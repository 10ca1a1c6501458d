//! Atomic interpreter operations and the drain loop.
//!
//! Every step of process execution is one of four operations. Each operation
//! mutates entities through the session and may enqueue follow-up operations
//! on the context; `run_operations` drains the queue until the unit of work
//! reaches a quiescent state (every live execution parked at a wait state or
//! the instance ended). Nothing here touches storage directly, so the whole
//! chain commits or rolls back as one batch.

use chrono::{Duration, Utc};
use serde_json::json;
use uuid::Uuid;

use windlass_types::entity::{
    EntityKind, ExecutionEntity, JobEntity, JobKind, Selector, StoredEntity,
};
use windlass_types::process::{Activity, ActivityKind, EventKind};

use crate::command::context::CommandContext;
use crate::error::EngineError;
use crate::job::JobOutcome;
use crate::storage::StorageBackend;

/// Upper bound on operations per unit of work. A well-formed graph never
/// comes close; hitting it means a cycle without a wait state.
const MAX_OPERATIONS: usize = 10_000;

// ---------------------------------------------------------------------------
// AtomicOperation
// ---------------------------------------------------------------------------

/// One interpreter step, addressed to a single execution.
#[derive(Debug, Clone, PartialEq)]
pub enum AtomicOperation {
    /// Run the behavior of the activity the execution currently sits at.
    ExecuteActivity { execution_id: Uuid },
    /// Pick the first enabled outgoing transition and take it, or end the
    /// execution if the activity has no outgoing transitions.
    LeaveActivity { execution_id: Uuid },
    /// Move the execution across a specific transition.
    TakeTransition {
        execution_id: Uuid,
        transition_id: String,
    },
    /// Tear down the execution, cascading per its position in the tree.
    EndExecution { execution_id: Uuid },
}

/// Drain the context's operation queue to quiescence.
pub async fn run_operations<S: StorageBackend>(
    ctx: &mut CommandContext<S>,
) -> Result<(), EngineError> {
    let mut budget = MAX_OPERATIONS;
    while let Some(operation) = ctx.pop_operation() {
        if budget == 0 {
            return Err(EngineError::IllegalState(format!(
                "operation budget of {MAX_OPERATIONS} exhausted, graph likely cycles without a wait state"
            )));
        }
        budget -= 1;
        tracing::trace!(?operation, "interpreter step");
        match operation {
            AtomicOperation::ExecuteActivity { execution_id } => {
                execute_activity(ctx, execution_id).await?;
            }
            AtomicOperation::LeaveActivity { execution_id } => {
                leave_activity(ctx, execution_id).await?;
            }
            AtomicOperation::TakeTransition {
                execution_id,
                transition_id,
            } => {
                take_transition(ctx, execution_id, &transition_id).await?;
            }
            AtomicOperation::EndExecution { execution_id } => {
                end_execution(ctx, execution_id).await?;
            }
        }
    }
    Ok(())
}

// ---------------------------------------------------------------------------
// ExecuteActivity
// ---------------------------------------------------------------------------

async fn execute_activity<S: StorageBackend>(
    ctx: &mut CommandContext<S>,
    execution_id: Uuid,
) -> Result<(), EngineError> {
    let execution = load_execution(ctx, execution_id).await?;
    let definition = ctx.definition(&execution.definition_key)?;
    let activity_id = execution.activity_id.clone().ok_or_else(|| {
        EngineError::IllegalState(format!("execution {execution_id} has no current activity"))
    })?;
    let activity = definition
        .activity(&activity_id)
        .ok_or_else(|| EngineError::UnknownActivity {
            definition: execution.definition_key.clone(),
            activity: activity_id.clone(),
        })?;

    match &activity.kind {
        ActivityKind::Task {
            handler,
            asynchronous,
        } => {
            if *asynchronous {
                schedule_continuation(ctx, &execution, activity);
            } else {
                invoke_task(ctx, &execution, activity, handler).await?;
            }
        }

        ActivityKind::ParallelFork => {
            fork(ctx, execution, activity);
        }

        ActivityKind::ParallelJoin => {
            if !execution.is_concurrent {
                // A single path of control arriving at a join passes through.
                ctx.enqueue(AtomicOperation::LeaveActivity { execution_id });
                return Ok(());
            }
            let parent_id = execution.parent_id.ok_or_else(|| {
                EngineError::IllegalState(format!(
                    "concurrent execution {execution_id} has no parent at join '{activity_id}'"
                ))
            })?;
            let mut execution = execution;
            execution.is_active = false;
            ctx.session().update(execution);
            try_complete_join(ctx, parent_id).await?;
        }

        ActivityKind::Event { event } => match event {
            EventKind::Signal { name } => {
                let mut execution = execution;
                execution.waiting_signal = Some(name.clone());
                tracing::debug!(
                    execution_id = %execution_id,
                    signal = name.as_str(),
                    "execution waiting on signal"
                );
                ctx.session().update(execution);
                // Wait state: nothing enqueued.
            }
            EventKind::Timer { delay_secs } => {
                let job = JobEntity::new(
                    JobKind::Timer,
                    Utc::now() + Duration::seconds(*delay_secs as i64),
                    execution.id,
                    json!({ "activity_id": activity.id }),
                    ctx.config().job_executor.default_retries,
                    execution.tenant_id.clone(),
                );
                tracing::debug!(
                    execution_id = %execution_id,
                    job_id = %job.id,
                    due = %job.due_date,
                    "timer scheduled"
                );
                ctx.session().insert(job);
                ctx.notify_jobs_on_commit();
                // Wait state until the timer fires.
            }
        },

        ActivityKind::SubProcess { start_activity } => {
            if definition.activity(start_activity).is_none() {
                return Err(EngineError::UnknownActivity {
                    definition: execution.definition_key.clone(),
                    activity: start_activity.clone(),
                });
            }
            let mut child = ExecutionEntity::new_child(&execution, false, true);
            child.activity_id = Some(start_activity.clone());
            let child_id = child.id;
            let mut parent = execution;
            parent.is_active = false;
            ctx.session().update(parent);
            ctx.session().insert(child);
            ctx.enqueue(AtomicOperation::ExecuteActivity {
                execution_id: child_id,
            });
        }

        ActivityKind::End => {
            ctx.enqueue(AtomicOperation::EndExecution { execution_id });
        }
    }
    Ok(())
}

/// Spawn one concurrent child per outgoing transition of a fork. The parent
/// deactivates and becomes the join scope for its children.
fn fork<S: StorageBackend>(
    ctx: &mut CommandContext<S>,
    mut parent: ExecutionEntity,
    activity: &Activity,
) {
    if activity.outgoing.is_empty() {
        ctx.enqueue(AtomicOperation::EndExecution {
            execution_id: parent.id,
        });
        return;
    }

    let mut children = Vec::with_capacity(activity.outgoing.len());
    for transition_id in &activity.outgoing {
        let mut child = ExecutionEntity::new_child(&parent, true, false);
        child.activity_id = Some(activity.id.clone());
        children.push((child, transition_id.clone()));
    }
    tracing::debug!(
        execution_id = %parent.id,
        activity = activity.id.as_str(),
        branches = children.len(),
        "parallel fork"
    );

    parent.is_active = false;
    parent.is_scope = true;
    ctx.session().update(parent);
    for (child, transition_id) in children {
        let execution_id = child.id;
        ctx.session().insert(child);
        ctx.enqueue(AtomicOperation::TakeTransition {
            execution_id,
            transition_id,
        });
    }
}

/// Invoke a task delegate inline. A business error routes to the activity's
/// error boundary when declared, otherwise fails the unit of work.
async fn invoke_task<S: StorageBackend>(
    ctx: &mut CommandContext<S>,
    execution: &ExecutionEntity,
    activity: &Activity,
    handler_key: &str,
) -> Result<(), EngineError> {
    let handler = ctx.services().delegates.resolve(handler_key)?;
    match handler.invoke(execution, ctx).await {
        Ok(()) => {
            ctx.enqueue(AtomicOperation::LeaveActivity {
                execution_id: execution.id,
            });
            Ok(())
        }
        Err(err) => match &activity.error_transition {
            Some(transition_id) => {
                tracing::warn!(
                    execution_id = %execution.id,
                    activity = activity.id.as_str(),
                    error = %err,
                    boundary = transition_id.as_str(),
                    "delegate failed, taking error boundary"
                );
                ctx.enqueue(AtomicOperation::TakeTransition {
                    execution_id: execution.id,
                    transition_id: transition_id.clone(),
                });
                Ok(())
            }
            None => Err(EngineError::Delegate {
                activity: activity.id.clone(),
                message: err.to_string(),
            }),
        },
    }
}
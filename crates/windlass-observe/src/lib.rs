//! Observability for the windlass engine.

pub mod tracing_setup;
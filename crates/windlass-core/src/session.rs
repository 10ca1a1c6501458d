//! Write-behind entity session: the per-unit-of-work persistence cache.
//!
//! The session tracks every entity a unit of work touches and defers all
//! store writes to a single `flush` at commit time. Flush emits the minimal
//! batch: transient entities become inserts, loaded entities that differ from
//! their pristine snapshot become optimistic-locked updates, deleted entities
//! become optimistic-locked deletes, and entities inserted and deleted within
//! the same unit of work produce no store traffic at all.
//!
//! A session is strictly context-scoped and never shared across threads.
//! Reads after a write observe the write (cache-first lookup), and selector
//! reads merge store rows with uncommitted cache state so no stale duplicate
//! can leak out.

use std::collections::HashMap;
use std::sync::Arc;

use uuid::Uuid;

use windlass_types::entity::{
    EntityKind, ExecutionEntity, JobEntity, Selector, StoredEntity, VariableEntity, WriteOp,
};
use windlass_types::error::StorageError;

use crate::storage::StorageBackend;

// ---------------------------------------------------------------------------
// Cache bookkeeping
// ---------------------------------------------------------------------------

#[derive(Debug, Clone, Copy, PartialEq, Eq)]
enum CacheState {
    /// Inserted in this unit of work; not yet in the store.
    Transient,
    /// Loaded from the store.
    Persistent,
    /// Marked deleted. `was_persistent` decides whether a delete is emitted.
    Removed { was_persistent: bool },
}

#[derive(Debug, Clone)]
struct CachedEntity {
    current: StoredEntity,
    /// Pristine copy as loaded, for dirty checking. `None` for entities
    /// handed to `update` without a prior load; those flush unconditionally.
    snapshot: Option<StoredEntity>,
    state: CacheState,
}

// ---------------------------------------------------------------------------
// EntitySession
// ---------------------------------------------------------------------------

/// Per-unit-of-work write-behind cache over a [`StorageBackend`].
pub struct EntitySession<S: StorageBackend> {
    backend: Arc<S>,
    cache: HashMap<(EntityKind, Uuid), CachedEntity>,
    flushed: bool,
}

impl<S: StorageBackend> EntitySession<S> {
    pub fn new(backend: Arc<S>) -> Self {
        Self {
            backend,
            cache: HashMap::new(),
            flushed: false,
        }
    }

    // -----------------------------------------------------------------------
    // Reads
    // -----------------------------------------------------------------------

    /// Load one entity, cache-first. A store hit is retained with a pristine
    /// snapshot so later flushes can diff against it.
    pub async fn find_by_id(
        &mut self,
        kind: EntityKind,
        id: Uuid,
    ) -> Result<Option<StoredEntity>, StorageError> {
        if let Some(cached) = self.cache.get(&(kind, id)) {
            return Ok(match cached.state {
                CacheState::Removed { .. } => None,
                _ => Some(cached.current.clone()),
            });
        }

        let Some(entity) = self.backend.select_by_id(kind, id).await? else {
            return Ok(None);
        };
        self.cache.insert(
            (kind, id),
            CachedEntity {
                current: entity.clone(),
                snapshot: Some(entity.clone()),
                state: CacheState::Persistent,
            },
        );
        Ok(Some(entity))
    }

    /// Load all entities matching `selector`, merging store rows with cached
    /// state: cached copies supersede store rows, deletions are excluded,
    /// transient inserts that match are included.
    pub async fn find_matching(
        &mut self,
        selector: &Selector,
    ) -> Result<Vec<StoredEntity>, StorageError> {
        let kind = selector.kind();
        let store_rows = self.backend.select_matching(selector).await?;

        let mut results: Vec<StoredEntity> = Vec::new();
        for row in store_rows {
            let key = (kind, row.id());
            match self.cache.get(&key) {
                // Cached copy wins; it is added below from the cache walk.
                Some(_) => {}
                None => {
                    self.cache.insert(
                        key,
                        CachedEntity {
                            current: row.clone(),
                            snapshot: Some(row.clone()),
                            state: CacheState::Persistent,
                        },
                    );
                    results.push(row);
                }
            }
        }

        for cached in self.cache.values() {
            if cached.current.kind() != kind {
                continue;
            }
            if matches!(cached.state, CacheState::Removed { .. }) {
                continue;
            }
            if selector.matches(&cached.current) && !results.iter().any(|e| e.id() == cached.current.id())
            {
                results.push(cached.current.clone());
            }
        }

        selector.sort(&mut results);
        if let Some(limit) = selector.limit() {
            results.truncate(limit);
        }
        Ok(results)
    }

    /// Typed lookup helpers.
    pub async fn find_execution(
        &mut self,
        id: Uuid,
    ) -> Result<Option<ExecutionEntity>, StorageError> {
        Ok(self
            .find_by_id(EntityKind::Execution, id)
            .await?
            .and_then(StoredEntity::into_execution))
    }

    pub async fn find_job(&mut self, id: Uuid) -> Result<Option<JobEntity>, StorageError> {
        Ok(self
            .find_by_id(EntityKind::Job, id)
            .await?
            .and_then(StoredEntity::into_job))
    }

    pub async fn find_variable_by_name(
        &mut self,
        execution_id: Uuid,
        name: &str,
    ) -> Result<Option<VariableEntity>, StorageError> {
        let selector = Selector::VariableByName {
            execution_id,
            name: name.to_string(),
        };
        Ok(self
            .find_matching(&selector)
            .await?
            .into_iter()
            .next()
            .and_then(StoredEntity::into_variable))
    }

    // -----------------------------------------------------------------------
    // Writes
    // -----------------------------------------------------------------------

    /// Register a newly created entity. It reaches the store at flush.
    pub fn insert(&mut self, entity: impl Into<StoredEntity>) {
        let entity = entity.into();
        let key = (entity.kind(), entity.id());
        self.cache.insert(
            key,
            CachedEntity {
                current: entity,
                snapshot: None,
                state: CacheState::Transient,
            },
        );
    }

    /// Record the new state of an entity. For loaded entities the flush only
    /// emits an update when the state actually differs from the snapshot.
    pub fn update(&mut self, entity: impl Into<StoredEntity>) {
        let entity = entity.into();
        let key = (entity.kind(), entity.id());
        match self.cache.get_mut(&key) {
            Some(cached) => match cached.state {
                CacheState::Removed { .. } => {
                    tracing::warn!(kind = %entity.kind(), id = %entity.id(), "update of deleted entity ignored");
                }
                _ => cached.current = entity,
            },
            None => {
                // Updated without a prior load in this session; flush
                // unconditionally with the revision the caller read.
                self.cache.insert(
                    key,
                    CachedEntity {
                        current: entity,
                        snapshot: None,
                        state: CacheState::Persistent,
                    },
                );
            }
        }
    }

    /// Mark an entity deleted. Inserted-then-deleted entities are elided
    /// entirely at flush.
    pub fn delete(&mut self, entity: impl Into<StoredEntity>) {
        let entity = entity.into();
        let key = (entity.kind(), entity.id());
        match self.cache.get_mut(&key) {
            Some(cached) => {
                let was_persistent = !matches!(cached.state, CacheState::Transient);
                cached.state = CacheState::Removed { was_persistent };
            }
            None => {
                self.cache.insert(
                    key,
                    CachedEntity {
                        current: entity,
                        snapshot: None,
                        state: CacheState::Removed {
                            was_persistent: true,
                        },
                    },
                );
            }
        }
    }

    // -----------------------------------------------------------------------
    // Flush
    // -----------------------------------------------------------------------

    /// Compute the minimal write batch for this unit of work.
    ///
    /// Inserts come first, then updates, then deletes, each in (kind, id)
    /// order so batches are deterministic.
    pub fn flush_ops(&self) -> Vec<WriteOp> {
        let mut inserts = Vec::new();
        let mut updates = Vec::new();
        let mut deletes = Vec::new();

        let mut entries: Vec<&CachedEntity> = self.cache.values().collect();
        entries.sort_by_key(|c| (c.current.kind(), c.current.id()));

        for cached in entries {
            match cached.state {
                CacheState::Transient => {
                    let mut entity = cached.current.clone();
                    entity.set_revision(1);
                    inserts.push(WriteOp::Insert(entity));
                }
                CacheState::Persistent => {
                    let dirty = match &cached.snapshot {
                        Some(snapshot) => *snapshot != cached.current,
                        None => true,
                    };
                    if dirty {
                        let expected = cached
                            .snapshot
                            .as_ref()
                            .map(StoredEntity::revision)
                            .unwrap_or_else(|| cached.current.revision());
                        let mut entity = cached.current.clone();
                        entity.set_revision(expected + 1);
                        updates.push(WriteOp::Update {
                            entity,
                            expected_revision: expected,
                        });
                    }
                }
                CacheState::Removed { was_persistent } => {
                    if was_persistent {
                        let expected = cached
                            .snapshot
                            .as_ref()
                            .map(StoredEntity::revision)
                            .unwrap_or_else(|| cached.current.revision());
                        deletes.push(WriteOp::Delete {
                            kind: cached.current.kind(),
                            id: cached.current.id(),
                            expected_revision: expected,
                        });
                    }
                }
            }
        }

        inserts.extend(updates);
        inserts.extend(deletes);
        inserts
    }

    /// Flush the computed batch to the backend. At most one flush per
    /// session; a second call is a logic error.
    pub async fn flush(&mut self) -> Result<(), StorageError> {
        if self.flushed {
            return Err(StorageError::Backend(
                "entity session flushed twice".to_string(),
            ));
        }
        self.flushed = true;

        let batch = self.flush_ops();
        if batch.is_empty() {
            return Ok(());
        }
        tracing::debug!(writes = batch.len(), "flushing entity session");
        self.backend.apply(&batch).await
    }
}

// ---------------------------------------------------------------------------
// Tests
// ---------------------------------------------------------------------------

Your instructions = Only lines with the string "behind" belong in the answer; copy each of them from the listing.

Answer below =
//! Write-behind entity session: the per-unit-of-work persistence cache.
/// Per-unit-of-work write-behind cache over a [`StorageBackend`].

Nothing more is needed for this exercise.